*** Begin section ***

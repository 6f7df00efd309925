use crate::host::{HandlerContext, OutboundReply, Respond};
use crate::protocol::{topics, ToolErrorReply, ToolInvocation, ToolResult};
use crate::{ErrorCode, HandlerFault};
use async_trait::async_trait;
use dashmap::DashMap;
use serde::Deserialize;
use std::sync::atomic::{AtomicU64, Ordering};
use std::sync::Arc;
use std::time::Duration;
use thiserror::Error;
use tokio::time::Instant;
use tokio_util::sync::CancellationToken;
use tracing::{info, warn};
use weft_bus::Topic;

/// Performs the work behind one registered tool.
#[async_trait]
pub trait ToolExecutor: Send + Sync {
    /// Runs the tool for the given invocation. Returns the textual output
    /// (if any) on success; faults are classified by the router into the
    /// error reply.
    ///
    /// The `cancel` token signals host shutdown; an executor observing it
    /// should return promptly.
    async fn execute(
        &self,
        invocation: &ToolInvocation,
        cancel: &CancellationToken,
    ) -> Result<Option<String>, HandlerFault>;
}

/// One registered tool: the metadata surfaced to discovery plus the
/// executor handle.
pub struct ToolRegistration {
    name: Arc<str>,
    description: Arc<str>,
    /// Opaque JSON-schema string describing the accepted arguments.
    parameters_schema: Arc<str>,
    /// Names the provider behind the tool (local, MCP bridge, …).
    source_tag: Arc<str>,
    executor: Arc<dyn ToolExecutor>,
    invocations: AtomicU64,
}

impl ToolRegistration {
    /// Creates a registration for the given executor.
    pub fn new(
        name: impl AsRef<str>,
        description: impl AsRef<str>,
        parameters_schema: impl AsRef<str>,
        source_tag: impl AsRef<str>,
        executor: Arc<dyn ToolExecutor>,
    ) -> Self {
        Self {
            name: Arc::from(name.as_ref()),
            description: Arc::from(description.as_ref()),
            parameters_schema: Arc::from(parameters_schema.as_ref()),
            source_tag: Arc::from(source_tag.as_ref()),
            executor,
            invocations: AtomicU64::new(0),
        }
    }

    /// Reports the unique tool name.
    pub fn name(&self) -> &str {
        &self.name
    }

    /// Reports the human-readable tool description.
    pub fn description(&self) -> &str {
        &self.description
    }

    /// Reports the opaque JSON-schema string for the tool arguments.
    pub fn parameters_schema(&self) -> &str {
        &self.parameters_schema
    }

    /// Reports the provider tag of the tool.
    pub fn source_tag(&self) -> &str {
        &self.source_tag
    }

    /// Reports how many times this tool has been invoked in this process.
    pub fn invocation_count(&self) -> u64 {
        self.invocations.load(Ordering::Relaxed)
    }
}

/// Represents failure to register a tool.
#[derive(Error, Debug, Clone, PartialEq, Eq)]
pub enum ToolRegistryError {
    /// A tool under that name already exists. Registration is fail-closed:
    /// the collision must be resolved, not silently won.
    #[error("a tool named '{0}' is already registered")]
    Duplicate(String),
}

/// The thread-safe, unordered registry of named tools of one process.
#[derive(Default)]
pub struct ToolRegistry {
    tools: DashMap<Arc<str>, Arc<ToolRegistration>>,
}

impl ToolRegistry {
    /// Creates an empty registry.
    pub fn new() -> Self {
        Self::default()
    }

    /// Registers a tool. Fails closed when the name is taken.
    pub fn register(&self, registration: ToolRegistration) -> Result<(), ToolRegistryError> {
        use dashmap::mapref::entry::Entry;

        let name = Arc::clone(&registration.name);

        match self.tools.entry(name) {
            Entry::Occupied(_) => Err(ToolRegistryError::Duplicate(
                registration.name.to_string(),
            )),
            Entry::Vacant(vacant) => {
                vacant.insert(Arc::new(registration));
                Ok(())
            }
        }
    }

    /// Removes a tool by name, returning its registration if it existed.
    pub fn unregister(&self, name: &str) -> Option<Arc<ToolRegistration>> {
        self.tools.remove(name).map(|(_key, registration)| registration)
    }

    /// Looks up a tool by name.
    pub fn lookup(&self, name: &str) -> Option<Arc<ToolRegistration>> {
        self.tools.get(name).map(|entry| Arc::clone(entry.value()))
    }

    /// Reports the number of registered tools.
    pub fn len(&self) -> usize {
        self.tools.len()
    }

    /// Reports whether the registry is empty.
    pub fn is_empty(&self) -> bool {
        self.tools.is_empty()
    }

    /// Snapshots the current registrations, e.g. for a discovery listing.
    /// The order is unspecified.
    pub fn registrations(&self) -> Vec<Arc<ToolRegistration>> {
        self.tools
            .iter()
            .map(|entry| Arc::clone(entry.value()))
            .collect()
    }
}

/// Configuration of the [`ToolRouter`].
#[derive(Debug, Clone, PartialEq, Eq, Deserialize)]
#[serde(default)]
pub struct ToolRouterConfig {
    /// Where results go when the invocation names no `reply_to`.
    pub default_result_topic: Topic,
    /// The ceiling on any invocation deadline, in milliseconds; a larger
    /// `timeout-ms` header is clamped down to this.
    pub max_timeout_ms: u64,
}

impl ToolRouterConfig {
    /// Exposes the deadline ceiling as a [`Duration`].
    pub fn max_timeout(&self) -> Duration {
        Duration::from_millis(self.max_timeout_ms)
    }
}

impl Default for ToolRouterConfig {
    fn default() -> Self {
        Self {
            default_result_topic: Topic::parse(topics::TOOL_RESULT)
                .expect("reserved topic literals are syntactically valid"),
            max_timeout_ms: 60_000,
        }
    }
}

/// The invocation-style handler behind the `tool.invoke` topic: looks up
/// the executor by tool name, runs it under a deadline, and replies with a
/// typed result or a classified error.
///
/// Invocation duration and count are recorded under the tool name; payload
/// contents are never recorded.
pub struct ToolRouter {
    registry: Arc<ToolRegistry>,
    config: ToolRouterConfig,
}

impl ToolRouter {
    /// Creates a router over the given registry.
    pub fn new(registry: Arc<ToolRegistry>, config: ToolRouterConfig) -> Self {
        Self { registry, config }
    }

    /// Exposes the registry this router serves.
    pub fn registry(&self) -> &Arc<ToolRegistry> {
        &self.registry
    }

    /// Resolves the effective deadline: the `timeout-ms` header clamped to
    /// the configured ceiling, or the ceiling itself when the header is
    /// absent.
    fn effective_deadline(&self, ctx: &HandlerContext) -> Duration {
        match ctx.envelope().timeout_ms() {
            Some(requested) => Duration::from_millis(requested.min(self.config.max_timeout_ms)),
            None => self.config.max_timeout(),
        }
    }

    /// Runs a looked-up tool under the deadline and shapes the reply.
    async fn run_tool(
        &self,
        registration: &ToolRegistration,
        invocation: &ToolInvocation,
        ctx: &HandlerContext,
    ) -> Result<OutboundReply, HandlerFault> {
        let deadline = self.effective_deadline(ctx);
        let started = Instant::now();

        let execution =
            tokio::time::timeout(deadline, registration.executor.execute(invocation, ctx.cancel()))
                .await;

        registration.invocations.fetch_add(1, Ordering::Relaxed);
        let elapsed_ms = started.elapsed().as_millis() as u64;

        let reply = match execution {
            // Deadline expired: a retryable timeout
            Err(_elapsed) => {
                warn!(
                    tool = registration.name(),
                    elapsed_ms,
                    deadline_ms = deadline.as_millis() as u64,
                    "Tool invocation timed out",
                );

                OutboundReply::encode(&ToolErrorReply {
                    tool_call_id: invocation.tool_call_id.clone(),
                    tool_name: invocation.tool_name.clone(),
                    code: ErrorCode::Timeout,
                    message: format!(
                        "tool '{}' exceeded its deadline of {}ms",
                        invocation.tool_name,
                        deadline.as_millis(),
                    ),
                    is_retryable: true,
                })?
            }

            Ok(Ok(content)) => {
                info!(
                    tool = registration.name(),
                    elapsed_ms,
                    invocations = registration.invocation_count(),
                    "Tool invocation completed",
                );

                OutboundReply::encode(&ToolResult {
                    tool_call_id: invocation.tool_call_id.clone(),
                    tool_name: invocation.tool_name.clone(),
                    content,
                    is_error: false,
                })?
            }

            Ok(Err(fault)) => {
                warn!(
                    tool = registration.name(),
                    elapsed_ms,
                    code = fault.code().as_str(),
                    "Tool invocation failed",
                );

                OutboundReply::encode(&ToolErrorReply {
                    tool_call_id: invocation.tool_call_id.clone(),
                    tool_name: invocation.tool_name.clone(),
                    code: fault.code(),
                    message: fault.to_string(),
                    is_retryable: fault.is_retryable(),
                })?
            }
        };

        Ok(reply)
    }
}

#[async_trait]
impl Respond<ToolInvocation> for ToolRouter {
    async fn respond(
        &self,
        invocation: ToolInvocation,
        ctx: &HandlerContext,
    ) -> Result<OutboundReply, HandlerFault> {
        let reply = match self.registry.lookup(&invocation.tool_name) {
            Some(registration) => self.run_tool(&registration, &invocation, ctx).await?,

            None => {
                warn!(
                    tool = invocation.tool_name.as_str(),
                    "Invocation of an unregistered tool",
                );

                OutboundReply::encode(&ToolErrorReply {
                    tool_call_id: invocation.tool_call_id.clone(),
                    tool_name: invocation.tool_name.clone(),
                    code: ErrorCode::ToolNotFound,
                    message: format!("no tool is registered under '{}'", invocation.tool_name),
                    is_retryable: false,
                })?
            }
        };

        Ok(reply.with_fallback_topic(self.config.default_result_topic.clone()))
    }
}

*** End section ***

Report the number of lines in the listing above that include the word "registrations", and nothing else.

• Answer to this exercise
2